# ENTRIES SUPPLIED:
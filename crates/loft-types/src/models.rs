use std::fmt;

use chrono::{DateTime, Utc};
use serde::{Deserialize, Serialize};
use uuid::Uuid;

/// Maximum length of a message body, in characters.
pub const MAX_MESSAGE_LEN: usize = 1000;

/// Identity of a single message.
///
/// A `Local` id is a placeholder minted on this client before the durable
/// store has confirmed the insert. A `Durable` id is the stable identity
/// assigned by the store. The tag lets the deduplicator recognize
/// not-yet-confirmed entries without inspecting anything else.
#[derive(Debug, Clone, Copy, PartialEq, Eq, Hash, Serialize, Deserialize)]
#[serde(tag = "kind", content = "id", rename_all = "snake_case")]
pub enum MessageId {
    Local(Uuid),
    Durable(Uuid),
}

impl MessageId {
    pub fn new_local() -> Self {
        Self::Local(Uuid::new_v4())
    }

    pub fn is_local(&self) -> bool {
        matches!(self, Self::Local(_))
    }

    /// The durable identity, if this message has been confirmed.
    pub fn durable(&self) -> Option<Uuid> {
        match self {
            Self::Durable(id) => Some(*id),
            Self::Local(_) => None,
        }
    }
}

/// Deterministic key grouping messages of one conversation.
///
/// A direct conversation is keyed by the unordered participant pair —
/// `direct(a, b)` and `direct(b, a)` produce the same key. The chatroom is
/// a single well-known key shared by everyone.
#[derive(Debug, Clone, PartialEq, Eq, Hash, Serialize, Deserialize)]
#[serde(tag = "scope", rename_all = "snake_case")]
pub enum ConversationKey {
    Direct { a: Uuid, b: Uuid },
    Chatroom,
}

impl ConversationKey {
    /// Key for the direct conversation between `x` and `y`, participant
    /// order irrelevant.
    pub fn direct(x: Uuid, y: Uuid) -> Self {
        if x <= y {
            Self::Direct { a: x, b: y }
        } else {
            Self::Direct { a: y, b: x }
        }
    }

    /// The participant that is not `me`, for the conversation list view.
    /// `None` for the chatroom or when `me` is not part of the pair.
    pub fn other_participant(&self, me: Uuid) -> Option<Uuid> {
        match self {
            Self::Direct { a, b } if *a == me => Some(*b),
            Self::Direct { a, b } if *b == me => Some(*a),
            _ => None,
        }
    }
}

impl fmt::Display for ConversationKey {
    fn fmt(&self, f: &mut fmt::Formatter<'_>) -> fmt::Result {
        match self {
            Self::Direct { a, b } => write!(f, "{}:{}", a, b),
            Self::Chatroom => write!(f, "chatroom"),
        }
    }
}

#[derive(Debug, Clone, Copy, PartialEq, Eq, Serialize, Deserialize)]
#[serde(rename_all = "snake_case")]
pub enum MessageStatus {
    /// Optimistic, not yet confirmed by the durable store.
    Pending,
    /// Durably stored; identity and timestamp are authoritative.
    Confirmed,
    /// Insert rejected; eligible for removal or manual retry.
    Failed,
}

/// A single chat or direct-message entry as held in the conversation store.
///
/// Messages from every origin (optimistic insert, insert response, push
/// event, history row) are normalized into this one shape at the boundary,
/// so nothing downstream branches on where a message came from.
#[derive(Debug, Clone, Serialize, Deserialize)]
pub struct Message {
    pub id: MessageId,
    pub conversation: ConversationKey,
    pub sender_id: Uuid,
    pub receiver_id: Option<Uuid>,
    pub content: String,
    pub created_at: DateTime<Utc>,
    pub status: MessageStatus,
}

impl Message {
    /// Optimistic placeholder: local id, local clock, `Pending`.
    pub fn pending(
        conversation: ConversationKey,
        sender_id: Uuid,
        receiver_id: Option<Uuid>,
        content: String,
    ) -> Self {
        Self {
            id: MessageId::new_local(),
            conversation,
            sender_id,
            receiver_id,
            content,
            created_at: Utc::now(),
            status: MessageStatus::Pending,
        }
    }
}

/// A message row as confirmed by the durable store. Both delivery paths —
/// the direct insert response and the push subscription — produce this.
#[derive(Debug, Clone, Serialize, Deserialize)]
pub struct DurableMessage {
    pub id: Uuid,
    pub sender_id: Uuid,
    pub receiver_id: Option<Uuid>,
    pub content: String,
    pub created_at: DateTime<Utc>,
}

impl DurableMessage {
    /// The conversation this row belongs to, derived from its participants.
    pub fn conversation_key(&self) -> ConversationKey {
        match self.receiver_id {
            Some(receiver) => ConversationKey::direct(self.sender_id, receiver),
            None => ConversationKey::Chatroom,
        }
    }

    /// Normalize into the internal message shape, status `Confirmed`.
    pub fn into_message(self) -> Message {
        let conversation = self.conversation_key();
        Message {
            id: MessageId::Durable(self.id),
            conversation,
            sender_id: self.sender_id,
            receiver_id: self.receiver_id,
            content: self.content,
            created_at: self.created_at,
            status: MessageStatus::Confirmed,
        }
    }
}

/// Display decoration fetched from the profile service. Not part of the
/// consistency logic.
#[derive(Debug, Clone, Serialize, Deserialize)]
pub struct Profile {
    pub display_name: String,
    pub avatar_ref: Option<String>,
}

#[derive(Debug, Clone, PartialEq, Eq, thiserror::Error)]
pub enum ContentError {
    #[error("message content is empty")]
    Empty,
    #[error("message content is {0} characters, limit is {MAX_MESSAGE_LEN}")]
    TooLong(usize),
}

/// Validate a message body before any network call. Returns the trimmed
/// content on success; rejection mutates no state.
pub fn validate_content(content: &str) -> Result<&str, ContentError> {
    let trimmed = content.trim();
    if trimmed.is_empty() {
        return Err(ContentError::Empty);
    }
    let len = trimmed.chars().count();
    if len > MAX_MESSAGE_LEN {
        return Err(ContentError::TooLong(len));
    }
    Ok(trimmed)
}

# WORK REQUIRED:
Please print the material above exactly as it appears, from its first line through the line containing "before the durable", inclusive, and stop there.

# TASK RESPONSE:
filename crates/loft-types/src/models.rs
use std::fmt;

use chrono::{DateTime, Utc};
use serde::{Deserialize, Serialize};
use uuid::Uuid;

/// Maximum length of a message body, in characters.
pub const MAX_MESSAGE_LEN: usize = 1000;

/// Identity of a single message.
///
/// A `Local` id is a placeholder minted on this client before the durable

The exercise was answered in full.